5. Share newspaper articles together on topics of interest and current events.  For those who purchase The Record, The Mini-Page is published in that newspaper every Tuesday.  Each Mini-Page edition centers on a nonfiction topic for children of Bogert School grade levels.  Besides the articles, there are a word search puzzle and a dot-to-dot graphic centered on that theme.  In addition, a joke section and a biographical blurb on a celebrity are featured.
6. Encourage your child to explore his/her interests when selecting reading material.He/she should select reading material on a comfortable level.  If your child cannot read five or more words on a page, then the reading level is probably too difficult.
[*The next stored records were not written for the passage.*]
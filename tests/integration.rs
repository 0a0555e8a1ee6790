//! Integration tests against an in-process mock backend.
//!
//! Each test builds an axum router that records the JSON payloads it
//! receives, binds it to an ephemeral port, and points a real
//! [`ClientSession`] (or the `docq` binary) at it.

use axum::http::StatusCode;
use axum::routing::{get, post};
use axum::{Json, Router};
use serde_json::{json, Value};
use std::path::PathBuf;
use std::process::Command;
use std::sync::{Arc, Mutex};

use docq::bullets;
use docq::client::ClientError;
use docq::config::Config;
use docq::models::HistoryKind;
use docq::session::ClientSession;

type Recorded = Arc<Mutex<Vec<Value>>>;

fn recorder() -> Recorded {
    Arc::new(Mutex::new(Vec::new()))
}

fn record_route(log: Recorded, reply: Value) -> axum::routing::MethodRouter {
    post(move |Json(body): Json<Value>| {
        let log = log.clone();
        let reply = reply.clone();
        async move {
            log.lock().unwrap().push(body);
            Json(reply)
        }
    })
}

async fn spawn_backend(app: Router) -> String {
    let listener = tokio::net::TcpListener::bind("127.0.0.1:0").await.unwrap();
    let addr = listener.local_addr().unwrap();
    tokio::spawn(async move {
        axum::serve(listener, app).await.unwrap();
    });
    format!("http://{}", addr)
}

fn summary_reply() -> Value {
    json!({
        "sections": [{
            "title": "Danh mục",
            "bullets": [
                "Gạch đầu dòng:",
                "- Doanh thu tăng 10%",
                "Chi phí vận hành giảm nhẹ trong quý"
            ]
        }],
        "meta": {"model": "llama3", "prompt_tokens": 120, "completion_tokens": 48, "latency_ms": 900}
    })
}

#[tokio::test]
async fn test_summarize_end_to_end() {
    let ingests = recorder();
    let summaries = recorder();
    let app = Router::new()
        .route("/ingest", record_route(ingests.clone(), json!({"status": "ingested"})))
        .route("/summarize", record_route(summaries.clone(), summary_reply()));
    let url = spawn_backend(app).await;

    let mut session = ClientSession::new(&Config::with_base_url(&url)).unwrap();
    session.set_text("A line.\n\nB line.");
    session.set_num_bullets(3);
    session.set_category("kết luận");
    session.set_query("Tóm tắt kết luận chính");
    session.summarize().await.unwrap();

    // Ingest carried the blank-line chunks and a minted identifier.
    let ingests = ingests.lock().unwrap();
    assert_eq!(ingests.len(), 1);
    assert_eq!(ingests[0]["chunks"], json!(["A line.", "B line."]));
    let doc_id = ingests[0]["document_id"].as_str().unwrap().to_string();
    assert!(doc_id.starts_with("doc-"));

    // Summarize reused the same identifier and the configured options.
    let summaries = summaries.lock().unwrap();
    assert_eq!(summaries.len(), 1);
    assert_eq!(summaries[0]["document_id"], json!(doc_id));
    assert_eq!(summaries[0]["num_bullets"], json!(3));
    assert_eq!(summaries[0]["category"], json!("kết luận"));
    assert_eq!(summaries[0]["instruction"], json!("Tóm tắt kết luận chính"));

    // Header-like bullet filtered out: three raw bullets render as two.
    let resp = session.summary().expect("summary stored");
    let rendered = bullets::section_bullets(&resp.sections[0]);
    assert_eq!(
        rendered,
        vec![
            "Doanh thu tăng 10%".to_string(),
            "Chi phí vận hành giảm nhẹ trong quý".to_string()
        ]
    );
    assert_eq!(resp.meta.as_ref().unwrap().model, "llama3");

    assert!(session.qa_result().is_none());
    assert!(!session.loading());
    assert_eq!(session.history().len(), 1);
    assert_eq!(session.history()[0].kind, HistoryKind::Summary);
    assert_eq!(session.history()[0].query, "Tóm tắt kết luận chính");
}

#[tokio::test]
async fn test_qa_end_to_end_and_result_slot_exclusivity() {
    let summaries = recorder();
    let qas = recorder();
    let app = Router::new()
        .route("/summarize", record_route(summaries.clone(), summary_reply()))
        .route(
            "/qa",
            record_route(
                qas.clone(),
                json!({
                    "answer": "Doanh thu tăng nhờ mảng bán lẻ.",
                    "confidence": 0.82,
                    "citations": [{"source": "report.pdf", "page": 12, "span": [100, 180]}]
                }),
            ),
        );
    let url = spawn_backend(app).await;

    let mut session = ClientSession::new(&Config::with_base_url(&url)).unwrap();
    session.set_query("tóm tắt");
    session.summarize().await.unwrap();
    assert!(session.summary().is_some());

    session.set_query("Điều gì thúc đẩy doanh thu?");
    session.qa().await.unwrap();

    let qas = qas.lock().unwrap();
    assert_eq!(qas.len(), 1);
    assert_eq!(qas[0]["question"], json!("Điều gì thúc đẩy doanh thu?"));
    assert_eq!(qas[0]["top_k"], json!(5));

    let resp = session.qa_result().expect("qa stored");
    assert_eq!(resp.answer, "Doanh thu tăng nhờ mảng bán lẻ.");
    assert_eq!(resp.confidence, Some(0.82));
    assert_eq!(resp.citations[0].page, 12);
    assert_eq!(resp.citations[0].span, [100, 180]);

    // A QA result evicts the summary slot, and history is newest first.
    assert!(session.summary().is_none());
    assert_eq!(session.history().len(), 2);
    assert_eq!(session.history()[0].kind, HistoryKind::Qa);
    assert_eq!(session.history()[0].query, "Điều gì thúc đẩy doanh thu?");
    assert_eq!(session.history()[1].kind, HistoryKind::Summary);
    assert_eq!(session.history()[1].query, "tóm tắt");
}

#[tokio::test]
async fn test_failed_ingest_does_not_block_summarize() {
    let summaries = recorder();
    let app = Router::new()
        .route(
            "/ingest",
            post(|| async { (StatusCode::INTERNAL_SERVER_ERROR, Json(json!({}))) }),
        )
        .route("/summarize", record_route(summaries.clone(), json!({})));
    let url = spawn_backend(app).await;

    let mut session = ClientSession::new(&Config::with_base_url(&url)).unwrap();
    session.set_text("some pending text");
    session.set_query("summarize this");
    session.summarize().await.unwrap();

    // The summarize call went out even though ingest failed, and the failed
    // ingest did not persist a document identifier.
    assert_eq!(summaries.lock().unwrap().len(), 1);
    assert!(session.document_id().is_none());
    assert!(!session.loading());
}

#[tokio::test]
async fn test_empty_text_skips_ingest() {
    let ingests = recorder();
    let qas = recorder();
    let app = Router::new()
        .route("/ingest", record_route(ingests.clone(), json!({})))
        .route("/qa", record_route(qas.clone(), json!({"answer": "ok"})));
    let url = spawn_backend(app).await;

    let mut session = ClientSession::new(&Config::with_base_url(&url)).unwrap();
    session.set_text("   \n\n  ");
    session.set_query("anything?");
    session.qa().await.unwrap();

    assert_eq!(ingests.lock().unwrap().len(), 0);
    assert_eq!(qas.lock().unwrap().len(), 1);
}

#[tokio::test]
async fn test_document_id_stable_across_operations() {
    let ingests = recorder();
    let summaries = recorder();
    let app = Router::new()
        .route("/ingest", record_route(ingests.clone(), json!({"status": "ingested"})))
        .route("/summarize", record_route(summaries.clone(), json!({})));
    let url = spawn_backend(app).await;

    let mut session = ClientSession::new(&Config::with_base_url(&url)).unwrap();
    session.set_text("First paragraph.\n\nSecond paragraph.");
    session.set_query("round one");
    session.summarize().await.unwrap();
    session.set_query("round two");
    session.summarize().await.unwrap();

    let ingests = ingests.lock().unwrap();
    let summaries = summaries.lock().unwrap();
    assert_eq!(ingests.len(), 2);
    assert_eq!(summaries.len(), 2);
    let id = ingests[0]["document_id"].as_str().unwrap();
    assert_eq!(ingests[1]["document_id"], json!(id));
    assert_eq!(summaries[0]["document_id"], json!(id));
    assert_eq!(summaries[1]["document_id"], json!(id));
    assert_eq!(session.document_id(), Some(id));
}

#[tokio::test]
async fn test_pending_file_notice_with_text_still_ingests() {
    let ingests = recorder();
    let summaries = recorder();
    let app = Router::new()
        .route("/ingest", record_route(ingests.clone(), json!({"status": "ingested"})))
        .route("/summarize", record_route(summaries.clone(), json!({})));
    let url = spawn_backend(app).await;

    let mut session = ClientSession::new(&Config::with_base_url(&url)).unwrap();
    session.set_pending_file(Some("bao-cao-q3.pdf".into()));
    session.set_text("Pasted alongside the file.");
    session.set_query("summarize");
    session.summarize().await.unwrap();

    let notices = session.take_notices();
    assert_eq!(notices.len(), 1);
    assert!(notices[0].contains("bao-cao-q3.pdf"));

    let ingests = ingests.lock().unwrap();
    assert_eq!(ingests.len(), 1);
    assert_eq!(ingests[0]["chunks"], json!(["Pasted alongside the file."]));
}

#[tokio::test]
async fn test_non_2xx_summarize_body_decodes_as_empty() {
    let app = Router::new().route(
        "/summarize",
        post(|| async {
            (
                StatusCode::BAD_REQUEST,
                Json(json!({"error": "document_id không có dữ liệu"})),
            )
        }),
    );
    let url = spawn_backend(app).await;

    let mut session = ClientSession::new(&Config::with_base_url(&url)).unwrap();
    session.set_query("summarize nothing");
    session.summarize().await.unwrap();

    let resp = session.summary().expect("empty result stored");
    assert!(resp.sections.is_empty());
    assert!(resp.meta.is_none());
}

#[tokio::test]
async fn test_shape_mismatched_citation_keeps_answer() {
    let app = Router::new().route(
        "/qa",
        post(|| async {
            Json(json!({
                "answer": "Vẫn trả lời được.",
                "citations": [{"source": "x", "page": "3", "span": [1, 2, 3]}]
            }))
        }),
    );
    let url = spawn_backend(app).await;

    let mut session = ClientSession::new(&Config::with_base_url(&url)).unwrap();
    session.set_query("câu hỏi");
    session.qa().await.unwrap();

    // Wrong-typed citation fields collapse to defaults; the answer survives.
    let resp = session.qa_result().expect("qa stored");
    assert_eq!(resp.answer, "Vẫn trả lời được.");
    assert_eq!(resp.citations.len(), 1);
    assert_eq!(resp.citations[0].source, "x");
    assert_eq!(resp.citations[0].page, 0);
    assert_eq!(resp.citations[0].span, [0, 0]);
    assert_eq!(session.history().len(), 1);
}

#[tokio::test]
async fn test_timeout_clears_loading_flag() {
    let app = Router::new().route(
        "/qa",
        post(|| async {
            tokio::time::sleep(std::time::Duration::from_secs(5)).await;
            Json(json!({"answer": "too late"}))
        }),
    );
    let url = spawn_backend(app).await;

    let mut cfg = Config::with_base_url(&url);
    cfg.api.timeout_secs = 1;

    let mut session = ClientSession::new(&cfg).unwrap();
    session.set_query("will this hang?");
    let err = session.qa().await.unwrap_err();

    assert!(matches!(
        err.downcast_ref::<ClientError>(),
        Some(ClientError::Timeout { .. })
    ));
    assert!(!session.loading());
    assert!(session.qa_result().is_none());
    assert!(session.history().is_empty());
}

#[tokio::test]
async fn test_unreachable_backend_clears_loading_flag() {
    // Closed port: connection refused rather than timeout.
    let mut session =
        ClientSession::new(&Config::with_base_url("http://127.0.0.1:9")).unwrap();
    session.set_query("anyone there?");
    let err = session.qa().await.unwrap_err();
    assert!(matches!(
        err.downcast_ref::<ClientError>(),
        Some(ClientError::Transport { .. })
    ));
    assert!(!session.loading());
}

// ============ Binary tests ============

fn docq_binary() -> PathBuf {
    let mut path = std::env::current_exe().unwrap();
    path.pop(); // remove test binary name
    path.pop(); // remove deps/
    path.push("docq");
    path
}

fn run_docq(args: &[&str]) -> (String, String, bool) {
    let output = Command::new(docq_binary())
        .args(args)
        .output()
        .unwrap_or_else(|e| panic!("Failed to run docq binary: {}", e));
    (
        String::from_utf8_lossy(&output.stdout).to_string(),
        String::from_utf8_lossy(&output.stderr).to_string(),
        output.status.success(),
    )
}

#[test]
fn test_binary_health() {
    let rt = tokio::runtime::Runtime::new().unwrap();
    let app = Router::new().route("/health", get(|| async { Json(json!({"status": "ok"})) }));
    let url = rt.block_on(spawn_backend(app));

    let (stdout, stderr, success) = run_docq(&["--api-url", &url, "health"]);
    assert!(success, "health failed: stdout={}, stderr={}", stdout, stderr);
    assert!(stdout.contains("ok"));
}

#[test]
fn test_binary_summarize_renders_filtered_bullets() {
    let rt = tokio::runtime::Runtime::new().unwrap();
    let app = Router::new()
        .route("/ingest", post(|| async { Json(json!({"status": "ingested"})) }))
        .route("/summarize", post(|| async { Json(summary_reply()) }));
    let url = rt.block_on(spawn_backend(app));

    let (stdout, stderr, success) = run_docq(&[
        "--api-url",
        &url,
        "summarize",
        "Tóm tắt kết luận",
        "--text",
        "A line.\n\nB line.",
        "--bullets",
        "3",
    ]);
    assert!(success, "summarize failed: stdout={}, stderr={}", stdout, stderr);
    assert!(stdout.contains("--- Summary ---"));
    assert!(stdout.contains("Doanh thu tăng 10%"));
    assert!(stdout.contains("Chi phí vận hành giảm nhẹ trong quý"));
    assert!(!stdout.contains("Gạch đầu dòng"));
    assert!(stdout.contains("model: llama3"));
}

#[test]
fn test_binary_qa_with_file_prints_notice() {
    let rt = tokio::runtime::Runtime::new().unwrap();
    let app = Router::new()
        .route("/ingest", post(|| async { Json(json!({"status": "ingested"})) }))
        .route("/qa", post(|| async { Json(json!({"answer": "ok"})) }));
    let url = rt.block_on(spawn_backend(app));

    let (stdout, stderr, success) = run_docq(&[
        "--api-url",
        &url,
        "qa",
        "What happened?",
        "--text",
        "Some pasted context.",
        "--file",
        "bao-cao.pdf",
    ]);
    assert!(success, "qa failed: stdout={}, stderr={}", stdout, stderr);
    assert!(stderr.contains("bao-cao.pdf"));
    assert!(stderr.contains("not supported"));
    assert!(stdout.contains("--- Answer ---"));
}

#[test]
fn test_binary_reads_config_file() {
    let rt = tokio::runtime::Runtime::new().unwrap();
    let app = Router::new().route("/health", get(|| async { Json(json!({"status": "ok"})) }));
    let url = rt.block_on(spawn_backend(app));

    let tmp = tempfile::TempDir::new().unwrap();
    let config_path = tmp.path().join("docq.toml");
    std::fs::write(
        &config_path,
        format!("[api]\nbase_url = \"{}\"\ntimeout_secs = 5\n", url),
    )
    .unwrap();

    let (stdout, _, success) = run_docq(&["--config", config_path.to_str().unwrap(), "health"]);
    assert!(success);
    assert!(stdout.contains("ok"));
}

#[test]
fn test_binary_rejects_invalid_config() {
    let tmp = tempfile::TempDir::new().unwrap();
    let config_path = tmp.path().join("docq.toml");
    std::fs::write(&config_path, "[api]\ntimeout_secs = 0\n").unwrap();

    let (_, stderr, success) = run_docq(&["--config", config_path.to_str().unwrap(), "health"]);
    assert!(!success);
    assert!(stderr.contains("timeout_secs"));
}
7. Play board games, such as Monopoly and Scrabble, which focus on reading/word study.  Check stores for the many educational board games for children that are available.
8. Devote a time for reading your own books together as a family.  At the end of your sessions, share what you have read.
9. Visit libraries and book stores together for browsing and selecting books.
10. Take books along when going on vacation.
11. Purchase postcards to send to family and friends while on vacation.  Ask your child to write out some postcards.
12. Encourage your child to take photographs while on vacation, to write captions for them, to organize them in an album, and to share them.
13. Ask your child to design greeting cards and to write a message on them for special family members and friends.
14. Suggest that your son/daughter keep a journal to record information about vacation experiences.
15. Suggest that your son/daughter keep a journal while reading to record main idea, predictions, and responses to something read.
16. Read and write poetry together.  Your child can record lists in a notebook of specific words which create sensory images in both poetry and prose.
17. Have your child copy favorite poems to create a poetry booklet for reading and sharing.
18. Ask your son/daughter to illustrate a favorite scene from a book and to write a caption for it.
19. Encourage your child to write a letter to an author after reading a book.  The letter should be sent to the author, in care of (c/o) the publishing house.  The publishing house and its address can be found on the copyright page of every book.  Address the envelope.  Don’t be surprised if your child receives a reply from the author.
20. Last but not least, READ and WRITE daily!!